Final Thoughts and Promotion of 'Lifehouse'

01:02:05
Speaker
you know you you might It's uncomfortable. now It's uncomfortable to be you know to to cross that threshold of intimacy with people that you know you might have good reason to fear.
01:02:16
Speaker
I get that. And I think that it's worth attending to the experiences of people, you know, like those, you know, in... The immediate example I always go to is the Bosnian war, but yeah there are examples from every period of history where, you know, guess what? It's your neighbor that actually poses the biggest threat to you.
01:02:35
Speaker
I think none of this is without risk. None of this is without nuance. None of this, you should certainly never do anything that, you know trust your instincts about safety and certainly don't open yourself up.
01:02:48
Speaker
to people who mean you harm. But to the degree that it's safe for you to do so, there is literally nothing that you can do that will better prepare you for a wider range of outcomes, no matter what comes, than getting to know the people around you. Because it is going to be those people who you depend on and who depend on you when it happens.
01:03:08
Speaker
Well, thank you for joining us. This has been a wonderful conversation. yeah And you've been listening to The Beautiful Idea. ah Do you have anything you want to plug before we sign off? You know what?
01:03:18
Speaker
ah Not really. I mean, I think like it's it's weird. like i Yes, I would love it if people read the book.

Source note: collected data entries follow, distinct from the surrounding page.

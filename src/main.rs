use anyhow::Context;
use clap::Parser;
use std::process::ExitCode;
use treecp::config::{Cli, Settings};
use treecp::logging::init_logging;

/// Some entries failed to copy
const EXIT_FAILURES: u8 = 1;
/// Invalid arguments or configuration
const EXIT_CONFIG: u8 = 2;

#[tokio::main]
async fn main() -> ExitCode {
    let cli = Cli::parse();

    if let Err(e) = init_logging(cli.verbose, cli.log_format.into()) {
        eprintln!("Error: {}", e);
        return ExitCode::from(EXIT_CONFIG);
    }

    // Convert CLI args to Settings - this validates immediately
    let settings = match Settings::try_from(cli).context("invalid configuration") {
        Ok(settings) => settings,
        Err(e) => {
            eprintln!("Error: {:#}", e);
            return ExitCode::from(EXIT_CONFIG);
        }
    };

    match treecp::commands::copy::run(settings).await {
        Ok(_) => ExitCode::SUCCESS,
        Err(_) => ExitCode::from(EXIT_FAILURES),
    }
}
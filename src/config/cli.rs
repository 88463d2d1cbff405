//! Command-line arguments

use super::{CopyOptions, FileConfig};
use crate::filter::{AllOf, GlobFilter, PathFilter, RegexFilter};
use crate::logging::LogFormat;
use crate::types::CopyError;
use clap::{Parser, ValueEnum};
use std::path::PathBuf;

/// Recursively copy a directory tree
#[derive(Debug, Parser)]
#[command(name = "treecp", version, about)]
pub struct Cli {
    /// Source file or directory
    pub source: PathBuf,

    /// Destination path
    pub destination: PathBuf,

    /// Maximum number of concurrent file operations (1-512)
    #[arg(long)]
    pub limit: Option<usize>,

    /// Only copy paths matching this regular expression
    #[arg(long)]
    pub filter: Option<String>,

    /// Exclude paths matching this glob (relative to the source)
    #[arg(long = "exclude", value_name = "GLOB")]
    pub exclude_patterns: Vec<String>,

    /// Re-include paths matching this glob even if excluded
    #[arg(long = "include", value_name = "GLOB")]
    pub include_patterns: Vec<String>,

    /// Leave existing destination files untouched
    #[arg(long)]
    pub no_clobber: bool,

    /// Copy what symlinks point at instead of the links
    #[arg(short = 'L', long)]
    pub dereference: bool,

    /// Only overwrite destination files older than their source
    #[arg(long)]
    pub modified: bool,

    /// Copy access and modification times
    #[arg(long)]
    pub preserve_timestamps: bool,

    /// Stop at the first error instead of copying everything possible
    #[arg(long, alias = "stoponerr")]
    pub stop_on_error: bool,

    /// Append failure reports to this file
    #[arg(long, value_name = "PATH")]
    pub errors_file: Option<PathBuf>,

    /// TOML file supplying defaults for the options above
    #[arg(short, long, value_name = "FILE")]
    pub config: Option<PathBuf>,

    /// Disable the progress display
    #[arg(long)]
    pub no_progress: bool,

    /// Increase log verbosity (-v info, -vv debug, -vvv trace)
    #[arg(short, long, action = clap::ArgAction::Count)]
    pub verbose: u8,

    /// Log output format
    #[arg(long, value_enum, default_value_t = LogFormatArg::Text)]
    pub log_format: LogFormatArg,
}

#[derive(Debug, Clone, Copy, PartialEq, Eq, ValueEnum)]
pub enum LogFormatArg {
    Text,
    Json,
}

impl From<LogFormatArg> for LogFormat {
    fn from(arg: LogFormatArg) -> Self {
        match arg {
            LogFormatArg::Text => LogFormat::Text,
            LogFormatArg::Json => LogFormat::Json,
        }
    }
}

/// Everything the copy command needs, with CLI flags merged over the config file
#[derive(Debug)]
pub struct Settings {
    pub source: PathBuf,
    pub destination: PathBuf,
    pub options: CopyOptions,
    pub show_progress: bool,
    pub verbosity: u8,
    pub log_format: LogFormatArg,
}

impl TryFrom<Cli> for Settings {
    type Error = CopyError;

    fn try_from(cli: Cli) -> Result<Self, Self::Error> {
        let file = match &cli.config {
            Some(path) => FileConfig::load(path)?,
            None => FileConfig::default(),
        };

        let filter_pattern = cli.filter.clone().or(file.filter.clone());
        let mut exclude = file.exclude.clone();
        exclude.extend(cli.exclude_patterns.iter().cloned());
        let mut include = file.include.clone();
        include.extend(cli.include_patterns.iter().cloned());

        let mut options = CopyOptions {
            clobber: !cli.no_clobber && file.clobber.unwrap_or(true),
            dereference: cli.dereference || file.dereference.unwrap_or(false),
            modified: cli.modified || file.modified.unwrap_or(false),
            stop_on_error: cli.stop_on_error || file.stop_on_error.unwrap_or(false),
            preserve_timestamps: cli.preserve_timestamps
                || file.preserve_timestamps.unwrap_or(false),
            errors_file: cli.errors_file.clone().or(file.errors_file.clone()),
            ..CopyOptions::default()
        };
        if let Some(limit) = cli.limit.or(file.limit) {
            options.limit = limit;
        }

        let mut filters: Vec<Box<dyn PathFilter>> = Vec::new();
        if let Some(pattern) = filter_pattern {
            filters.push(Box::new(RegexFilter::new(&pattern)?));
        }
        if !exclude.is_empty() || !include.is_empty() {
            let root = std::path::absolute(&cli.source).unwrap_or_else(|_| cli.source.clone());
            filters.push(Box::new(GlobFilter::new(root, &exclude, &include)?));
        }
        match filters.len() {
            0 => {}
            1 => {
                if let Some(filter) = filters.pop() {
                    options.filter = filter.into();
                }
            }
            _ => options = options.with_filter(AllOf::new(filters)),
        }

        Ok(Settings {
            source: cli.source,
            destination: cli.destination,
            options,
            show_progress: !cli.no_progress,
            verbosity: cli.verbose,
            log_format: cli.log_format,
        })
    }
}
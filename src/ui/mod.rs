//! Terminal output

mod progress;

pub use progress::ProgressReporter;
use criterion::{black_box, criterion_group, criterion_main, BenchmarkId, Criterion, Throughput};
use std::fs;
use std::path::Path;
use tempfile::TempDir;
use tokio::runtime::Runtime;
use treecp::{copy, CopyOptions};

const DIRS: usize = 8;
const FILES_PER_DIR: usize = 32;
const FILE_SIZE: usize = 4 * 1024;

/// Build a two-level tree of `DIRS` directories holding `FILES_PER_DIR` files each.
fn create_tree(root: &Path) {
    let data: Vec<u8> = (0..FILE_SIZE).map(|i| (i % 256) as u8).collect();
    for d in 0..DIRS {
        let dir = root.join(format!("dir{:02}", d)).join("inner");
        fs::create_dir_all(&dir).expect("Failed to create bench dir");
        for f in 0..FILES_PER_DIR {
            fs::write(dir.join(format!("file{:03}.bin", f)), &data)
                .expect("Failed to write bench file");
        }
    }
}

/// Same tree copied under different concurrency limits
fn bench_copy_limits(c: &mut Criterion) {
    let rt = Runtime::new().expect("Failed to build runtime");
    let source = TempDir::new().expect("Failed to create temp dir");
    create_tree(source.path());

    let mut group = c.benchmark_group("copy_tree_limit");
    group.throughput(Throughput::Bytes((DIRS * FILES_PER_DIR * FILE_SIZE) as u64));
    group.sample_size(20);

    for limit in [1usize, 4, 16, 64] {
        group.bench_with_input(BenchmarkId::from_parameter(limit), &limit, |b, &limit| {
            b.iter(|| {
                let out = TempDir::new().expect("Failed to create temp dir");
                let options = CopyOptions::default().with_limit(limit);
                let stats = rt
                    .block_on(copy(source.path(), out.path().join("copy"), options))
                    .expect("bench copy should succeed");
                black_box(stats)
            });
        });
    }

    group.finish();
}

criterion_group!(benches, bench_copy_limits);
criterion_main!(benches);
//! Atomic file copy implementation

use super::transform::Transform;
use crate::types::TraversalItem;
use std::ffi::OsString;
use std::io::{self, ErrorKind};
use std::path::{Path, PathBuf};
use tempfile::TempPath;
use tokio::fs::File;
use tokio::io::AsyncWriteExt;

const PART_SUFFIX: &str = ".part";

/// Copy a file atomically using the write-then-rename strategy
///
/// 1. Create a uniquely named `.<name>.XXXXXX.part` file next to `dest`
///    (exclusive create, so no existing entry is ever opened)
/// 2. Stream the source through `transform` into it
/// 3. Flush and sync to disk, then close both handles
/// 4. Preserve mode bits (and timestamps when asked)
/// 5. Rename the part file over the destination
///
/// The part file is removed on every failure path, so a failed copy leaves
/// the destination directory as it was.
///
/// # Returns
/// * `Ok(u64)` - Number of bytes the transform wrote
/// * `Err(io::Error)` - Open, read, write, sync, chmod or rename failure
pub async fn copy_file_atomic(
    item: &TraversalItem,
    dest: &Path,
    transform: &dyn Transform,
    preserve_times: bool,
) -> io::Result<u64> {
    let (part_file, part_path) = create_part_file(dest).await?;

    let result = match write_part(item, part_file, &part_path, transform, preserve_times).await {
        Ok(bytes) => tokio::fs::rename(&part_path, dest).await.map(|()| bytes),
        Err(e) => Err(e),
    };

    match result {
        Ok(bytes) => {
            // Renamed away; nothing left to clean up
            let _ = part_path.keep();
            Ok(bytes)
        }
        Err(e) => {
            let path = part_path.to_path_buf();
            if let Err(close_err) = part_path.close() {
                if close_err.kind() != ErrorKind::NotFound {
                    tracing::debug!(path = %path.display(), error = %close_err, "failed to remove part file");
                }
            }
            Err(e)
        }
    }
}

/// Name prefix of the part files staged for `dest`: `.<name>.`
fn part_prefix_for(dest: &Path) -> io::Result<OsString> {
    let name = dest.file_name().ok_or_else(|| {
        io::Error::new(
            ErrorKind::InvalidInput,
            format!("destination has no file name: {}", dest.display()),
        )
    })?;

    let mut prefix = OsString::from(".");
    prefix.push(name);
    prefix.push(".");
    Ok(prefix)
}

/// Exclusively create a fresh part file in `dest`'s directory.
async fn create_part_file(dest: &Path) -> io::Result<(File, TempPath)> {
    let prefix = part_prefix_for(dest)?;
    let dir = match dest.parent() {
        Some(parent) if !parent.as_os_str().is_empty() => parent.to_path_buf(),
        _ => PathBuf::from("."),
    };

    let staged = tokio::task::spawn_blocking(move || {
        tempfile::Builder::new()
            .prefix(&prefix)
            .suffix(PART_SUFFIX)
            .tempfile_in(&dir)
    })
    .await
    .map_err(io::Error::other)??;

    let (file, path) = staged.into_parts();
    Ok((File::from_std(file), path))
}

async fn write_part(
    item: &TraversalItem,
    mut part_file: File,
    part_path: &Path,
    transform: &dyn Transform,
    preserve_times: bool,
) -> io::Result<u64> {
    let mut src_file = File::open(&item.source).await?;

    let bytes = transform
        .transform(&mut src_file, &mut part_file, &item.file_meta())
        .await?;

    part_file.flush().await?;
    part_file.sync_all().await?;

    // Both handles are closed before metadata is touched and the file is renamed
    drop(part_file);
    drop(src_file);

    set_mode(part_path, item.stats.mode).await?;

    if preserve_times {
        copy_times(part_path, item).await?;
    }

    Ok(bytes)
}

#[cfg(unix)]
pub(crate) async fn set_mode(path: &Path, mode: u32) -> io::Result<()> {
    use std::os::unix::fs::PermissionsExt;
    tokio::fs::set_permissions(path, std::fs::Permissions::from_mode(mode & 0o7777)).await
}

#[cfg(not(unix))]
pub(crate) async fn set_mode(path: &Path, mode: u32) -> io::Result<()> {
    let mut permissions = tokio::fs::metadata(path).await?.permissions();
    permissions.set_readonly(mode & 0o222 == 0);
    tokio::fs::set_permissions(path, permissions).await
}

async fn copy_times(path: &Path, item: &TraversalItem) -> io::Result<()> {
    let path = path.to_path_buf();
    let atime = filetime::FileTime::from_system_time(item.stats.atime);
    let mtime = filetime::FileTime::from_system_time(item.stats.mtime);

    tokio::task::spawn_blocking(move || filetime::set_file_times(&path, atime, mtime))
        .await
        .map_err(io::Error::other)?
}
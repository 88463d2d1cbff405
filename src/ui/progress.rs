//! Progress reporting

use crate::types::{CopyEvent, CopyStats, EntryKind};
use indicatif::{HumanBytes, ProgressBar, ProgressStyle};
use std::path::Path;
use std::time::{Duration, Instant};

/// Progress reporter for copy operations
///
/// The total number of entries is not known up front (the tree is walked
/// and copied in one pass), so this is a spinner with running counters.
pub struct ProgressReporter {
    bar: ProgressBar,
    started_at: Instant,
    entries: u64,
    failed: u64,
    copied_bytes: u64,
}

impl ProgressReporter {
    /// Create a new progress reporter
    pub fn new() -> Self {
        let bar = ProgressBar::new_spinner();
        bar.enable_steady_tick(Duration::from_millis(120));
        if let Ok(style) = ProgressStyle::with_template("{spinner} {pos} entries | {msg}") {
            bar.set_style(style.tick_chars("⠋⠙⠹⠸⠼⠴⠦⠧⠇⠏ "));
        }
        Self::with_bar(bar)
    }

    /// Reporter that tracks counters but draws nothing
    pub fn hidden() -> Self {
        Self::with_bar(ProgressBar::hidden())
    }

    fn with_bar(bar: ProgressBar) -> Self {
        Self {
            bar,
            started_at: Instant::now(),
            entries: 0,
            failed: 0,
            copied_bytes: 0,
        }
    }

    /// Fold one copy event into the display.
    pub fn record(&mut self, event: &CopyEvent) {
        match event {
            CopyEvent::Copied {
                kind,
                source,
                bytes,
                ..
            } => {
                self.entries += 1;
                self.copied_bytes = self.copied_bytes.saturating_add(*bytes);
                self.bar.set_position(self.entries);
                self.set_current(*kind, source);
            }
            CopyEvent::Skipped { .. } | CopyEvent::Filtered { .. } => {
                self.entries += 1;
                self.bar.set_position(self.entries);
            }
            CopyEvent::Failed { failure } => {
                self.entries += 1;
                self.failed += 1;
                self.bar.set_position(self.entries);
                self.bar.println(format!("ERROR {}", failure));
            }
        }
    }

    fn set_current(&self, kind: EntryKind, source: &Path) {
        self.bar.set_message(format!(
            "{} {} | {}/s",
            kind.label(),
            source.display(),
            HumanBytes(self.throughput_bps())
        ));
    }

    /// Finalize with the counters of the finished copy.
    pub fn finish(&self, stats: &CopyStats) {
        self.bar.finish_with_message(format!(
            "Copy complete: {} files, {} dirs, {} links, {} skipped, {} filtered, {} failed | {} total | {}/s",
            stats.files_copied,
            stats.dirs_created,
            stats.symlinks_created,
            stats.entries_skipped,
            stats.entries_filtered,
            self.failed,
            HumanBytes(stats.bytes_copied),
            HumanBytes(self.throughput_bps())
        ));
    }

    fn throughput_bps(&self) -> u64 {
        let secs = self.started_at.elapsed().as_secs_f64();
        if secs > 0.0 {
            (self.copied_bytes as f64 / secs) as u64
        } else {
            0
        }
    }
}

impl Default for ProgressReporter {
    fn default() -> Self {
        Self::new()
    }
}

I hope that they would find it meaningful and and enjoyable.
01:03:29
Speaker
But you know they'll they'll find to they'll find their way to it or not. you know For the folks that are listening to this, if anything I've said makes sense, the book is called Lifehouse, Taking Care of Ourselves in a World on Fire. It's on Verso Books, and it's available in you know wherever better progressive books are sold.
01:03:46
Speaker
how did that yeah that, that's a plug. Yeah. Yeah. I've learned like the language of pluggery from late capitalism. Exactly. So yeah. Thank you for, thanks for listening to the beautiful idea. ah We will be back soon with more conversation. Anything you want say before you sign off?
01:04:02
Speaker
Thank you and take care. be well, be safe ah be safe, be healthy, and and ah really consider introducing yourself to the people around you. It's very powerful.
01:04:12
Speaker
All right. Well, thanks for listening, everyone, and we will be back soon.